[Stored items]
▬▬▬

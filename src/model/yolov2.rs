// 该文件是 Quyu （区域检测） 项目的一部分。
// src/model/yolov2.rs - YOLOv2 区域层检测模型
//
// 本文件根据 Apache 许可证第 2.0 版（以下简称“许可证”）授权使用；
// 除非遵守该许可证条款，否则您不得使用本文件。
// 您可通过以下网址获取许可证副本：
// http://www.apache.org/licenses/LICENSE-2.0
// 除非适用法律要求或书面同意，根据本许可协议分发的软件均按“原样”提供，
// 不附带任何形式的明示或暗示的保证或条件。
// 有关许可权限与限制的具体条款，请参阅本许可协议。
//
// Copyright (C) 2026 Johann Li <me@qinka.pro>, Wareless Group

use std::{marker::PhantomData, str::FromStr};

use thiserror::Error;
use tracing::{debug, info, warn};
use url::Url;

use crate::{
  FromUrl,
  decode::{
    Anchor, ClassActivation, DEFAULT_CONF_THRESHOLD, DEFAULT_IOU_THRESHOLD, DecodeConfig,
    DecodeError, RegionGeometry, TensorLayout, decode,
  },
  frame::ImageFrame,
  input::AsNhwcFrame,
  model::{
    DetectResult, Model, WithLabel,
    backend::{Backend, BackendError, BackendWrapper},
  },
};

/// YOLOv2 的总下采样倍数
const YOLOV2_STRIDE: usize = 32;

#[derive(Error, Debug)]
pub enum YoloV2Error {
  #[error("解码错误: {0}")]
  DecodeError(#[from] DecodeError),
  #[error("后端错误: {0}")]
  BackendError(#[from] BackendError),
  #[error("模型参数 {key} 无效: {value}")]
  InvalidParameter { key: String, value: String },
}

impl YoloV2Error {
  fn parameter(key: &str, value: &str) -> Self {
    YoloV2Error::InvalidParameter {
      key: key.to_string(),
      value: value.to_string(),
    }
  }
}

/// 预置模型
#[derive(Debug, Clone, Copy, PartialEq, Eq, Default, clap::ValueEnum)]
pub enum Preset {
  /// Tiny YOLOv2 VOC，416×416
  #[default]
  Voc,
  /// YOLOv2 COCO，608×608
  Coco,
}

impl Preset {
  pub fn geometry(&self) -> RegionGeometry {
    match self {
      Preset::Voc => RegionGeometry::tiny_yolo_voc(),
      Preset::Coco => RegionGeometry::yolo_coco(),
    }
  }
}

impl FromStr for Preset {
  type Err = YoloV2Error;

  fn from_str(s: &str) -> Result<Self, Self::Err> {
    match s {
      "voc" => Ok(Preset::Voc),
      "coco" => Ok(Preset::Coco),
      _ => Err(YoloV2Error::parameter("preset", s)),
    }
  }
}

pub struct YoloV2<B, T, const W: u32, const H: u32> {
  backend: B,
  config: DecodeConfig,
  _label: PhantomData<T>,
}

impl<B: Backend, T: WithLabel, const W: u32, const H: u32> YoloV2<B, T, W, H> {
  /// 用已打开的后端构建模型，若后端能给出输出长度则提前校验
  pub fn new(backend: B, config: DecodeConfig) -> Result<Self, YoloV2Error> {
    config.validate()?;

    let info = backend.describe();
    for (i, tensor) in info.inputs.iter().enumerate() {
      info!("模型输入 {}: {}", i, tensor);
    }
    for (i, tensor) in info.outputs.iter().enumerate() {
      info!("模型输出 {}: {}", i, tensor);
    }

    if let (Some(actual), Some(expected)) = (backend.output_len(), config.geometry.expected_len())
      && actual != expected
    {
      return Err(DecodeError::InvalidInputShape { expected, actual }.into());
    }

    if T::label_count() != config.geometry.num_classes {
      warn!(
        "标签数量 {} 与模型类别数量 {} 不一致",
        T::label_count(),
        config.geometry.num_classes
      );
    }

    Ok(YoloV2 {
      backend,
      config,
      _label: PhantomData,
    })
  }
}

impl<B: Backend, T: WithLabel, const W: u32, const H: u32> Model for YoloV2<B, T, W, H> {
  type Input = ImageFrame<W, H>;
  type Output = DetectResult<T>;
  type Error = YoloV2Error;

  fn infer(&self, input: &Self::Input) -> Result<Self::Output, Self::Error> {
    debug!("执行模型推理");
    let raw = self.backend.run(input.as_nhwc())?;
    debug!("模型输出长度: {}", raw.len());

    let (width, height) = input.origin_size();
    let objects = decode(&raw, &self.config, width, height)?;
    debug!("检测到 {} 个物体", objects.len());

    Ok(DetectResult::from(objects))
  }
}

pub struct YoloV2Builder {
  url: Url,
  preset: Preset,
  grid: Option<(usize, usize)>,
  classes: Option<usize>,
  anchors: Option<Vec<Anchor>>,
  activation: ClassActivation,
  layout: TensorLayout,
  confidence: f32,
  nms_threshold: f32,
}

fn parse_grid(value: &str) -> Result<(usize, usize), YoloV2Error> {
  let (w, h) = value
    .split_once('x')
    .ok_or_else(|| YoloV2Error::parameter("grid", value))?;
  let w = w.parse().map_err(|_| YoloV2Error::parameter("grid", value))?;
  let h = h.parse().map_err(|_| YoloV2Error::parameter("grid", value))?;
  Ok((w, h))
}

fn parse_anchors(value: &str) -> Result<Vec<Anchor>, YoloV2Error> {
  let numbers = value
    .split(',')
    .map(|v| v.trim().parse::<f32>())
    .collect::<Result<Vec<_>, _>>()
    .map_err(|_| YoloV2Error::parameter("anchors", value))?;
  if numbers.len() % 2 != 0 {
    return Err(YoloV2Error::parameter("anchors", value));
  }
  Ok(
    numbers
      .chunks_exact(2)
      .map(|wh| Anchor::new(wh[0], wh[1]))
      .collect(),
  )
}

impl FromUrl for YoloV2Builder {
  type Error = YoloV2Error;

  fn from_url(url: &Url) -> Result<Self, Self::Error> {
    let mut builder = YoloV2Builder {
      url: url.clone(),
      preset: Preset::default(),
      grid: None,
      classes: None,
      anchors: None,
      activation: ClassActivation::default(),
      layout: TensorLayout::default(),
      confidence: DEFAULT_CONF_THRESHOLD,
      nms_threshold: DEFAULT_IOU_THRESHOLD,
    };

    for (key, value) in url.query_pairs() {
      match key.as_ref() {
        "preset" => builder.preset = value.parse()?,
        "grid" => builder.grid = Some(parse_grid(&value)?),
        "classes" => {
          let classes = value
            .parse()
            .map_err(|_| YoloV2Error::parameter("classes", &value))?;
          builder.classes = Some(classes);
        }
        "anchors" => builder.anchors = Some(parse_anchors(&value)?),
        "activation" => builder.activation = value.parse()?,
        "layout" => builder.layout = value.parse()?,
        other => warn!("忽略未知的模型参数: {}={}", other, value),
      }
    }

    Ok(builder)
  }
}

impl YoloV2Builder {
  pub fn preset(mut self, preset: Preset) -> Self {
    self.preset = preset;
    self
  }

  pub fn confidence(mut self, threshold: f32) -> Self {
    self.confidence = threshold;
    self
  }

  pub fn nms_threshold(mut self, threshold: f32) -> Self {
    self.nms_threshold = threshold;
    self
  }

  /// 在预置模型的基础上叠加 URL 参数
  pub fn decode_config(&self) -> DecodeConfig {
    let mut geometry = self.preset.geometry();
    if let Some((grid_w, grid_h)) = self.grid {
      geometry.grid_w = grid_w;
      geometry.grid_h = grid_h;
    }
    if let Some(classes) = self.classes {
      geometry.num_classes = classes;
    }
    if let Some(anchors) = &self.anchors {
      geometry.anchors = anchors.clone();
    }

    DecodeConfig::new(geometry)
      .conf_threshold(self.confidence)
      .iou_threshold(self.nms_threshold)
      .activation(self.activation)
      .layout(self.layout)
  }

  pub fn build<T: WithLabel, const W: u32, const H: u32>(
    self,
  ) -> Result<YoloV2<BackendWrapper, T, W, H>, YoloV2Error> {
    let config = self.decode_config();
    // 先校验配置，再打开后端
    config.validate()?;

    let geometry = &config.geometry;
    info!(
      "网格 {}x{}, 先验框 {} 个, 类别 {} 个, 激活 {:?}, 布局 {:?}",
      geometry.grid_w,
      geometry.grid_h,
      geometry.anchors_per_cell(),
      geometry.num_classes,
      config.activation,
      config.layout
    );
    let matches_stride = |cells: usize, pixels: u32| {
      cells.checked_mul(YOLOV2_STRIDE) == Some(pixels as usize)
    };
    if !matches_stride(geometry.grid_w, W) || !matches_stride(geometry.grid_h, H) {
      warn!(
        "输入尺寸 {}x{} 与网格 {}x{} 不符合 {} 倍下采样",
        W, H, geometry.grid_w, geometry.grid_h, YOLOV2_STRIDE
      );
    }

    let backend = BackendWrapper::open(&self.url, W, H)?;
    YoloV2::new(backend, config)
  }
}

#[cfg(test)]
mod tests {
  use super::*;
  use crate::model::{TensorFileBackend, VocLabel};
  use image::RgbImage;

  fn builder(url: &str) -> YoloV2Builder {
    YoloV2Builder::from_url(&Url::parse(url).unwrap()).unwrap()
  }

  #[test]
  fn preset_defaults_to_voc() {
    let config = builder("tensor:///tmp/out.bin").decode_config();
    assert_eq!(config.geometry, RegionGeometry::tiny_yolo_voc());
    assert_eq!(config.conf_threshold, DEFAULT_CONF_THRESHOLD);
    assert_eq!(config.iou_threshold, DEFAULT_IOU_THRESHOLD);
  }

  #[test]
  fn query_overrides_preset() {
    let config = builder(
      "tensor:///tmp/out.bin?preset=coco&grid=4x3&classes=2&anchors=1,2,3,4&activation=sigmoid&layout=nchw",
    )
    .confidence(0.3)
    .nms_threshold(0.6)
    .decode_config();

    assert_eq!(config.geometry.grid_w, 4);
    assert_eq!(config.geometry.grid_h, 3);
    assert_eq!(config.geometry.num_classes, 2);
    assert_eq!(
      config.geometry.anchors,
      vec![Anchor::new(1.0, 2.0), Anchor::new(3.0, 4.0)]
    );
    assert_eq!(config.activation, ClassActivation::Sigmoid);
    assert_eq!(config.layout, TensorLayout::ChannelMajor);
    assert_eq!(config.conf_threshold, 0.3);
    assert_eq!(config.iou_threshold, 0.6);
  }

  #[test]
  fn malformed_query_is_rejected() {
    for url in [
      "tensor:///out.bin?grid=13",
      "tensor:///out.bin?anchors=1,2,3",
      "tensor:///out.bin?classes=many",
      "tensor:///out.bin?preset=imagenet",
    ] {
      assert!(
        matches!(
          YoloV2Builder::from_url(&Url::parse(url).unwrap()),
          Err(YoloV2Error::InvalidParameter { .. })
        ),
        "{}",
        url
      );
    }

    assert!(matches!(
      YoloV2Builder::from_url(&Url::parse("tensor:///out.bin?activation=relu").unwrap()),
      Err(YoloV2Error::DecodeError(DecodeError::InvalidConfiguration(_)))
    ));
  }

  #[test]
  fn invalid_thresholds_fail_before_opening_backend() {
    let result = builder("tensor:///definitely/not/here.bin")
      .confidence(0.0)
      .build::<VocLabel, 416, 416>();
    assert!(matches!(
      result,
      Err(YoloV2Error::DecodeError(DecodeError::InvalidConfiguration(_)))
    ));
  }

  #[test]
  fn oversized_grid_is_an_error_not_a_panic() {
    let result = builder("tensor:///definitely/not/here.bin?grid=200000000x1")
      .build::<VocLabel, 416, 416>();
    assert!(matches!(
      result,
      Err(YoloV2Error::BackendError(BackendError::ModelLoadError(_)))
    ));

    let result = builder(&format!(
      "tensor:///definitely/not/here.bin?grid={}x1",
      usize::MAX
    ))
    .build::<VocLabel, 416, 416>();
    assert!(result.is_err());
  }

  #[test]
  fn tensor_length_is_checked_at_construction() {
    let config = DecodeConfig::new(RegionGeometry::tiny_yolo_voc());
    let backend = TensorFileBackend::from(vec![0.0; 10]);
    let result = YoloV2::<_, VocLabel, 416, 416>::new(backend, config);
    assert!(matches!(
      result,
      Err(YoloV2Error::DecodeError(DecodeError::InvalidInputShape {
        actual: 10,
        ..
      }))
    ));
  }

  #[test]
  fn infer_reports_boxes_in_origin_pixels() {
    let geometry = RegionGeometry {
      grid_w: 1,
      grid_h: 1,
      anchors: vec![Anchor::new(0.5, 0.5)],
      num_classes: 20,
    };
    let mut raw = vec![0.0f32; geometry.expected_len().unwrap()];
    raw[4] = 8.0;
    raw[5 + 14] = 12.0;
    let config = DecodeConfig::new(geometry).conf_threshold(0.5);

    let model =
      YoloV2::<_, VocLabel, 32, 32>::new(TensorFileBackend::from(raw), config).unwrap();
    let frame = ImageFrame::<32, 32>::from(RgbImage::new(200, 100));
    let result = model.infer(&frame).unwrap();

    assert_eq!(result.len(), 1);
    let item = &result.items[0];
    assert_eq!(item.kind, VocLabel::Person);
    assert!((item.bbox[0] - 50.0).abs() < 1e-3);
    assert!((item.bbox[1] - 25.0).abs() < 1e-3);
    assert!((item.bbox[2] - 150.0).abs() < 1e-3);
    assert!((item.bbox[3] - 75.0).abs() < 1e-3);
  }
}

▬▬▬

- **Assignment**:
For every line above that holds the word "usize", report the whole line.

- **Answer**:
const YOLOV2_STRIDE: usize = 32;
  grid: Option<(usize, usize)>,
  classes: Option<usize>,
fn parse_grid(value: &str) -> Result<(usize, usize), YoloV2Error> {
    let matches_stride = |cells: usize, pixels: u32| {
      cells.checked_mul(YOLOV2_STRIDE) == Some(pixels as usize)
      usize::MAX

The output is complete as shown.